Collected data entries:
<<<<

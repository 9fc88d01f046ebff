//! Speaker attribution for generated transcripts.
//!
//! Transcripts arrive as plain dialogue where each turn is usually prefixed with `Agent:` or
//! `Customer:`. Lines are attributed by prefix (case-insensitive) and everything else is passed
//! through untouched.

use serde::Serialize;

const AGENT_PREFIX: &str = "agent:";
const CUSTOMER_PREFIX: &str = "customer:";

#[derive(Debug, Clone, Copy, PartialEq, Eq, Serialize)]
#[serde(rename_all = "lowercase")]
pub enum Speaker {
    Agent,
    Customer,
}

/// One non-blank line of a transcript.
#[derive(Debug, Clone, PartialEq, Eq, Serialize)]
pub struct TranscriptLine {
    /// Who is speaking, if the line carries a recognised prefix
    pub speaker: Option<Speaker>,
    /// Speaker label as written in the source (for example `AGENT`)
    pub label: Option<String>,
    /// Spoken text, or the whole line when no speaker was recognised
    pub content: String,
}

impl TranscriptLine {
    pub fn css_class(&self) -> &'static str {
        match self.speaker {
            Some(Speaker::Agent) => "transcript-line agent-line",
            Some(Speaker::Customer) => "transcript-line customer-line",
            None => "transcript-line",
        }
    }
}

/// Splits a transcript into attributed lines, dropping blank lines.
///
/// Content after the first colon is trimmed; later colons (timestamps, URLs) are kept.
pub fn format_transcript(text: &str) -> Vec<TranscriptLine> {
    text.split('\n')
        .filter(|line| !line.trim().is_empty())
        .map(format_line)
        .collect()
}

fn format_line(line: &str) -> TranscriptLine {
    let lowered = line.to_lowercase();
    let speaker = if lowered.starts_with(AGENT_PREFIX) {
        Some(Speaker::Agent)
    } else if lowered.starts_with(CUSTOMER_PREFIX) {
        Some(Speaker::Customer)
    } else {
        None
    };

    match (speaker, line.split_once(':')) {
        (Some(speaker), Some((label, rest))) => TranscriptLine {
            speaker: Some(speaker),
            label: Some(label.to_string()),
            content: rest.trim().to_string(),
        },
        _ => TranscriptLine {
            speaker: None,
            label: None,
            content: line.to_string(),
        },
    }
}

/// Renders attributed lines back to text, one per line.
pub fn render_transcript(lines: &[TranscriptLine]) -> String {
    lines
        .iter()
        .map(|line| match &line.label {
            Some(label) => format!("{}: {}", label, line.content),
            None => line.content.clone(),
        })
        .collect::<Vec<_>>()
        .join("\n")
}

#[cfg(test)]
mod tests {
    use super::*;

    #[test]
    fn test_attributes_speakers() {
        let lines = format_transcript("Agent: Hello, how can I help?\nCustomer: My bill is wrong.");
        assert_eq!(lines.len(), 2);
        assert_eq!(lines[0].speaker, Some(Speaker::Agent));
        assert_eq!(lines[0].label.as_deref(), Some("Agent"));
        assert_eq!(lines[0].content, "Hello, how can I help?");
        assert_eq!(lines[1].speaker, Some(Speaker::Customer));
        assert_eq!(lines[1].css_class(), "transcript-line customer-line");
    }

    #[test]
    fn test_prefix_is_case_insensitive_and_label_kept() {
        let lines = format_transcript("AGENT:   Thanks for waiting");
        assert_eq!(lines[0].speaker, Some(Speaker::Agent));
        assert_eq!(lines[0].label.as_deref(), Some("AGENT"));
        assert_eq!(lines[0].content, "Thanks for waiting");
    }

    #[test]
    fn test_later_colons_are_kept() {
        let lines = format_transcript("Customer: I called at 10:30: twice");
        assert_eq!(lines[0].content, "I called at 10:30: twice");
    }

    #[test]
    fn test_other_lines_pass_through_and_blanks_drop() {
        let lines = format_transcript("[Call connected]\n\n   \n  Agent: indented\nSupervisor: hi");
        assert_eq!(lines.len(), 3);
        assert_eq!(lines[0].speaker, None);
        assert_eq!(lines[0].content, "[Call connected]");
        assert_eq!(lines[1].speaker, None);
        assert_eq!(lines[1].content, "  Agent: indented");
        assert_eq!(lines[2].css_class(), "transcript-line");
    }

    #[test]
    fn test_render_transcript() {
        let lines = format_transcript("agent:hi\n[hold music]\nCustomer: ok");
        assert_eq!(render_transcript(&lines), "agent: hi\n[hold music]\nCustomer: ok");
    }
}
//! The construction adapter: turn a collection or a pull-shaped object into a sequence.
//!
//! Inputs are classified into a [`SourceKind`] before anything is built, so
//! an unusable input is rejected up front with [`SourceError`].

use std::any::Any;
use std::pin::Pin;

use async_trait::async_trait;
use futures::{Stream, StreamExt};
use serde_json::Value;

use crate::config::SeqConfig;
use crate::error::{Result, SourceError};
use crate::sequence::{AsyncPullSource, AsyncSequence, IntoAsyncSequence, PullSource, Sequence};
use crate::step::Step;

/// A boxed pull-shaped object, as accepted by [`Source`].
pub type BoxPullSource<T> = Box<dyn PullSource<Item = T>>;

/// A boxed suspension-capable pull-shaped object, as accepted by [`AsyncSource`].
pub type BoxAsyncPullSource<T> = Box<dyn AsyncPullSource<Item = T>>;

/// The shape of a construction input, decided before dispatch.
pub enum SourceKind<T, P> {
    /// No input at all.
    Empty,
    /// A finite ordered collection, replayed in order.
    Collection(Vec<T>),
    /// An object exposing `next`.
    Pull(P),
    /// Anything else.
    Invalid(SourceError),
}

impl<T: 'static, P: 'static> SourceKind<T, P> {
    /// Classify a dynamically typed input.
    ///
    /// `None` is the "no argument" case. `()` stands in for a null input.
    pub fn classify(input: Option<Box<dyn Any>>) -> Self {
        let Some(input) = input else {
            return Self::Empty;
        };
        let input = match input.downcast::<Vec<T>>() {
            Ok(items) => return Self::Collection(*items),
            Err(other) => other,
        };
        let input = match input.downcast::<P>() {
            Ok(pull) => return Self::Pull(*pull),
            Err(other) => other,
        };
        if input.is::<()>() {
            Self::Invalid(SourceError::Null)
        } else {
            Self::Invalid(SourceError::Unsupported {
                found: "value without a next method".into(),
            })
        }
    }
}
//! Explicit capability registry.
//!
//! Call sites decide whether to install the built-in capabilities. An
//! installed capability is never replaced: whoever registers a name first keeps it.

use std::collections::BTreeMap;

use serde::{Deserialize, Serialize};

use crate::error::{RegistryError, Result};

/// Which sequence flavour a capability belongs to.
#[derive(Debug, Clone, Copy, PartialEq, Eq, PartialOrd, Ord, Hash, Serialize, Deserialize)]
pub enum Namespace {
    Iterator,
    AsyncIterator,
}

impl std::fmt::Display for Namespace {
    fn fmt(&self, f: &mut std::fmt::Formatter<'_>) -> std::fmt::Result {
        match self {
            Self::Iterator => write!(f, "Iterator"),
            Self::AsyncIterator => write!(f, "AsyncIterator"),
        }
    }
}

/// Names of the built-in capabilities, in installation order.
pub const BUILTIN_NAMES: [&str; 12] = [
    "from",
    "map",
    "filter",
    "take",
    "drop",
    "as_indexed_pairs",
    "flat_map",
    "reduce",
    "to_vec",
    "for_each",
    "some",
    "every",
];

#[derive(Debug, Clone, PartialEq, Eq, Serialize, Deserialize)]
#[serde(tag = "type", content = "name", rename_all = "snake_case")]
pub enum Provider {
    Builtin,
    External(String),
}

/// A named operation installed on a namespace.
#[derive(Debug, Clone, PartialEq, Eq, Serialize, Deserialize)]
pub struct Capability {
    pub namespace: Namespace,
    pub name: String,
    pub provider: Provider,
}

impl Capability {
    pub fn builtin(namespace: Namespace, name: impl Into<String>) -> Self {
        Self {
            namespace,
            name: name.into(),
            provider: Provider::Builtin,
        }
    }

    pub fn external(
        namespace: Namespace,
        name: impl Into<String>,
        provider: impl Into<String>,
    ) -> Self {
        Self {
            namespace,
            name: name.into(),
            provider: Provider::External(provider.into()),
        }
    }
}

/// Every built-in capability for `namespace`.
pub fn builtin_capabilities(namespace: Namespace) -> Vec<Capability> {
    BUILTIN_NAMES
        .iter()
        .map(|name| Capability::builtin(namespace, *name))
        .collect()
}

#[derive(Debug, Default, Clone)]
pub struct Registry {
    entries: BTreeMap<(Namespace, String), Capability>,
}

impl Registry {
    pub fn new() -> Self {
        Self::default()
    }

    pub fn get(&self, namespace: Namespace, name: &str) -> Option<&Capability> {
        self.entries.get(&(namespace, name.to_string()))
    }

    /// Like [`Registry::get`], but a missing name is an error.
    pub fn require(&self, namespace: Namespace, name: &str) -> Result<&Capability> {
        self.get(namespace, name).ok_or_else(|| {
            RegistryError::UnknownCapability {
                namespace,
                name: name.to_string(),
            }
            .into()
        })
    }

    pub fn contains(&self, namespace: Namespace, name: &str) -> bool {
        self.get(namespace, name).is_some()
    }

    /// Install `capability` unless its name is already taken on its namespace.
    ///
    /// Returns whether the capability was installed.
    pub fn install_if_absent(&mut self, capability: Capability) -> bool {
        let key = (capability.namespace, capability.name.clone());
        if let Some(existing) = self.entries.get(&key) {
            tracing::debug!(
                namespace = %capability.namespace,
                name = %capability.name,
                existing = ?existing.provider,
                "capability already installed, skipping"
            );
            return false;
        }
        tracing::trace!(namespace = %capability.namespace, name = %capability.name, "installing capability");
        self.entries.insert(key, capability);
        true
    }

    pub fn len(&self) -> usize {
        self.entries.len()
    }

    pub fn is_empty(&self) -> bool {
        self.entries.is_empty()
    }

    pub fn iter(&self) -> impl Iterator<Item = &Capability> {
        self.entries.values()
    }
}

/// Install the built-in capabilities on both namespaces.
///
/// Returns the number of capabilities that were newly installed.
pub fn register_builtins(registry: &mut Registry) -> usize {
    [Namespace::Iterator, Namespace::AsyncIterator]
        .into_iter()
        .flat_map(builtin_capabilities)
        .filter(|capability| registry.install_if_absent(capability.clone()))
        .count()
}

>>>>

Copy every line above that includes the string "Result".

# SOLUTION:
use crate::error::{Result, SourceError};
use crate::error::{RegistryError, Result};
    fn fmt(&self, f: &mut std::fmt::Formatter<'_>) -> std::fmt::Result {
    pub fn require(&self, namespace: Namespace, name: &str) -> Result<&Capability> {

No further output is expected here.